TASK DATA |

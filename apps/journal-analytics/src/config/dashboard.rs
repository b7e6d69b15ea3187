//! Filter, dashboard and bucketing configuration.

use serde::{Deserialize, Serialize};

use crate::filter::{FilterCriteria, TimeWindow};
use crate::metrics::{BucketPolicy, CompositionMode};

/// Initial filter selection.
#[derive(Debug, Clone, Default, Serialize, Deserialize)]
pub struct FilterConfig {
    /// Selected symbols; empty keeps all.
    #[serde(default)]
    pub symbols: Vec<String>,
    /// Trailing window.
    #[serde(default)]
    pub window: TimeWindow,
}

impl FilterConfig {
    /// Build filter criteria from this selection.
    #[must_use]
    pub fn criteria(&self) -> FilterCriteria {
        FilterCriteria::new(self.symbols.iter().cloned(), self.window)
    }
}

/// Presentation options.
#[derive(Debug, Clone, Default, Serialize, Deserialize)]
pub struct DashboardConfig {
    /// Sizing quantity for composition slices.
    #[serde(default)]
    pub composition_mode: CompositionMode,
    /// Asset to flag as highlighted.
    #[serde(default)]
    pub highlighted_asset: Option<String>,
    /// Fan aggregators out on the rayon pool.
    #[serde(default)]
    pub parallel: bool,
}

/// Time-zone policy for hour/weekday buckets.
#[derive(Debug, Clone, Copy, Default, Serialize, Deserialize)]
pub struct BucketingConfig {
    /// Fixed offset east of UTC in minutes (0 = UTC).
    #[serde(default)]
    pub utc_offset_minutes: i32,
}

/// Smallest accepted offset (UTC-12:00).
pub const MIN_UTC_OFFSET_MINUTES: i32 = -720;
/// Largest accepted offset (UTC+14:00).
pub const MAX_UTC_OFFSET_MINUTES: i32 = 840;

impl BucketingConfig {
    /// Resolve the bucket policy; `None` if the offset is out of range.
    #[must_use]
    pub fn policy(&self) -> Option<BucketPolicy> {
        if (MIN_UTC_OFFSET_MINUTES..=MAX_UTC_OFFSET_MINUTES).contains(&self.utc_offset_minutes) {
            BucketPolicy::from_offset_minutes(self.utc_offset_minutes)
        } else {
            None
        }
    }
}
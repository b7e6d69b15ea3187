//! Trade journal: sortable trade listing plus per-trade annotations.

mod annotation;

use std::cmp::Ordering;

use serde::{Deserialize, Serialize};

pub use annotation::{
    Annotation, AnnotationStore, InMemoryAnnotationStore, JsonFileAnnotationStore, StoreError,
    annotated_ids,
};

use crate::trade::Trade;

/// Column the journal is sorted by.
#[derive(Debug, Clone, Copy, PartialEq, Eq, Hash, Default, Serialize, Deserialize)]
#[serde(rename_all = "camelCase")]
pub enum SortKey {
    /// Asset symbol, case-insensitive (see [`compare_symbols`]).
    Asset,
    /// Realized P&L.
    RealizedPnl,
    /// Entry time.
    #[default]
    EntryTime,
    /// Notional size (`size * entry_price`).
    Size,
}

/// Sort direction.
#[derive(Debug, Clone, Copy, PartialEq, Eq, Hash, Default, Serialize, Deserialize)]
#[serde(rename_all = "lowercase")]
pub enum SortOrder {
    /// Smallest first.
    Ascending,
    /// Largest first.
    #[default]
    Descending,
}

impl SortOrder {
    /// The opposite direction.
    #[must_use]
    pub const fn reversed(self) -> Self {
        match self {
            Self::Ascending => Self::Descending,
            Self::Descending => Self::Ascending,
        }
    }
}

/// Current journal ordering. Defaults to newest entry first.
#[derive(Debug, Clone, Copy, PartialEq, Eq, Default, Serialize, Deserialize)]
pub struct JournalSort {
    /// Sort column.
    pub key: SortKey,
    /// Sort direction.
    pub order: SortOrder,
}

impl JournalSort {
    /// Column-header click: flip direction on the same key, otherwise switch
    /// to the new key ascending.
    #[must_use]
    pub fn toggle(self, key: SortKey) -> Self {
        let order = if self.key == key {
            self.order.reversed()
        } else {
            SortOrder::Ascending
        };
        Self { key, order }
    }

    /// Apply this ordering.
    #[must_use]
    pub fn apply<'a>(&self, trades: &'a [Trade]) -> Vec<&'a Trade> {
        sort_journal(trades, self.key, self.order)
    }
}

/// Case-insensitive symbol order; symbols equal ignoring case fall back to
/// byte order, so `JUP` sorts before `jup` and the result stays total.
#[must_use]
pub fn compare_symbols(a: &str, b: &str) -> Ordering {
    a.chars()
        .flat_map(char::to_lowercase)
        .cmp(b.chars().flat_map(char::to_lowercase))
        .then_with(|| a.cmp(b))
}

fn compare(a: &Trade, b: &Trade, key: SortKey) -> Ordering {
    match key {
        SortKey::Asset => compare_symbols(&a.asset, &b.asset),
        SortKey::RealizedPnl => a.realized_pnl.cmp(&b.realized_pnl),
        SortKey::EntryTime => a.entry_time.cmp(&b.entry_time),
        SortKey::Size => a.volume().cmp(&b.volume()),
    }
}

/// Order trades for the journal table.
///
/// The sort is stable in both directions: trades that compare equal keep
/// their input order.
#[must_use]
pub fn sort_journal(trades: &[Trade], key: SortKey, order: SortOrder) -> Vec<&Trade> {
    let mut sorted: Vec<&Trade> = trades.iter().collect();
    sorted.sort_by(|a, b| {
        let cmp = compare(a, b, key);
        match order {
            SortOrder::Ascending => cmp,
            SortOrder::Descending => cmp.reverse(),
        }
    });
    sorted
}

ASSIGNMENT |
Set down each entry exactly as it appears above.

THE ANSWER |
filename apps/journal-analytics/src/config/dashboard.rs
repository b7e6d69b15ea3187
//! Filter, dashboard and bucketing configuration.

use serde::{Deserialize, Serialize};

use crate::filter::{FilterCriteria, TimeWindow};
use crate::metrics::{BucketPolicy, CompositionMode};

/// Initial filter selection.
#[derive(Debug, Clone, Default, Serialize, Deserialize)]
pub struct FilterConfig {
    /// Selected symbols; empty keeps all.
    #[serde(default)]
    pub symbols: Vec<String>,
    /// Trailing window.
    #[serde(default)]
    pub window: TimeWindow,
}

impl FilterConfig {
    /// Build filter criteria from this selection.
    #[must_use]
    pub fn criteria(&self) -> FilterCriteria {
        FilterCriteria::new(self.symbols.iter().cloned(), self.window)
    }
}

/// Presentation options.
#[derive(Debug, Clone, Default, Serialize, Deserialize)]
pub struct DashboardConfig {
    /// Sizing quantity for composition slices.
    #[serde(default)]
    pub composition_mode: CompositionMode,
    /// Asset to flag as highlighted.
    #[serde(default)]
    pub highlighted_asset: Option<String>,
    /// Fan aggregators out on the rayon pool.
    #[serde(default)]
    pub parallel: bool,
}

/// Time-zone policy for hour/weekday buckets.
#[derive(Debug, Clone, Copy, Default, Serialize, Deserialize)]
pub struct BucketingConfig {
    /// Fixed offset east of UTC in minutes (0 = UTC).
    #[serde(default)]
    pub utc_offset_minutes: i32,
}

/// Smallest accepted offset (UTC-12:00).
pub const MIN_UTC_OFFSET_MINUTES: i32 = -720;
/// Largest accepted offset (UTC+14:00).
pub const MAX_UTC_OFFSET_MINUTES: i32 = 840;

impl BucketingConfig {
    /// Resolve the bucket policy; `None` if the offset is out of range.
    #[must_use]
    pub fn policy(&self) -> Option<BucketPolicy> {
        if (MIN_UTC_OFFSET_MINUTES..=MAX_UTC_OFFSET_MINUTES).contains(&self.utc_offset_minutes) {
            BucketPolicy::from_offset_minutes(self.utc_offset_minutes)
        } else {
            None
        }
    }
}
repository b7e6d69b15ea3187
//! Trade journal: sortable trade listing plus per-trade annotations.

mod annotation;

use std::cmp::Ordering;

use serde::{Deserialize, Serialize};

pub use annotation::{
    Annotation, AnnotationStore, InMemoryAnnotationStore, JsonFileAnnotationStore, StoreError,
    annotated_ids,
};

use crate::trade::Trade;

/// Column the journal is sorted by.
#[derive(Debug, Clone, Copy, PartialEq, Eq, Hash, Default, Serialize, Deserialize)]
#[serde(rename_all = "camelCase")]
pub enum SortKey {
    /// Asset symbol, case-insensitive (see [`compare_symbols`]).
    Asset,
    /// Realized P&L.
    RealizedPnl,
    /// Entry time.
    #[default]
    EntryTime,
    /// Notional size (`size * entry_price`).
    Size,
}

/// Sort direction.
#[derive(Debug, Clone, Copy, PartialEq, Eq, Hash, Default, Serialize, Deserialize)]
#[serde(rename_all = "lowercase")]
pub enum SortOrder {
    /// Smallest first.
    Ascending,
    /// Largest first.
    #[default]
    Descending,
}

impl SortOrder {
    /// The opposite direction.
    #[must_use]
    pub const fn reversed(self) -> Self {
        match self {
            Self::Ascending => Self::Descending,
            Self::Descending => Self::Ascending,
        }
    }
}

/// Current journal ordering. Defaults to newest entry first.
#[derive(Debug, Clone, Copy, PartialEq, Eq, Default, Serialize, Deserialize)]
pub struct JournalSort {
    /// Sort column.
    pub key: SortKey,
    /// Sort direction.
    pub order: SortOrder,
}

impl JournalSort {
    /// Column-header click: flip direction on the same key, otherwise switch
    /// to the new key ascending.
    #[must_use]
    pub fn toggle(self, key: SortKey) -> Self {
        let order = if self.key == key {
            self.order.reversed()
        } else {
            SortOrder::Ascending
        };
        Self { key, order }
    }

    /// Apply this ordering.
    #[must_use]
    pub fn apply<'a>(&self, trades: &'a [Trade]) -> Vec<&'a Trade> {
        sort_journal(trades, self.key, self.order)
    }
}

/// Case-insensitive symbol order; symbols equal ignoring case fall back to
/// byte order, so `JUP` sorts before `jup` and the result stays total.
#[must_use]
pub fn compare_symbols(a: &str, b: &str) -> Ordering {
    a.chars()
        .flat_map(char::to_lowercase)
        .cmp(b.chars().flat_map(char::to_lowercase))
        .then_with(|| a.cmp(b))
}

fn compare(a: &Trade, b: &Trade, key: SortKey) -> Ordering {
    match key {
        SortKey::Asset => compare_symbols(&a.asset, &b.asset),
        SortKey::RealizedPnl => a.realized_pnl.cmp(&b.realized_pnl),
        SortKey::EntryTime => a.entry_time.cmp(&b.entry_time),
        SortKey::Size => a.volume().cmp(&b.volume()),
    }
}

/// Order trades for the journal table.
///
/// The sort is stable in both directions: trades that compare equal keep
/// their input order.
#[must_use]
pub fn sort_journal(trades: &[Trade], key: SortKey, order: SortOrder) -> Vec<&Trade> {
    let mut sorted: Vec<&Trade> = trades.iter().collect();
    sorted.sort_by(|a, b| {
        let cmp = compare(a, b, key);
        match order {
            SortOrder::Ascending => cmp,
            SortOrder::Descending => cmp.reverse(),
        }
    });
    sorted
}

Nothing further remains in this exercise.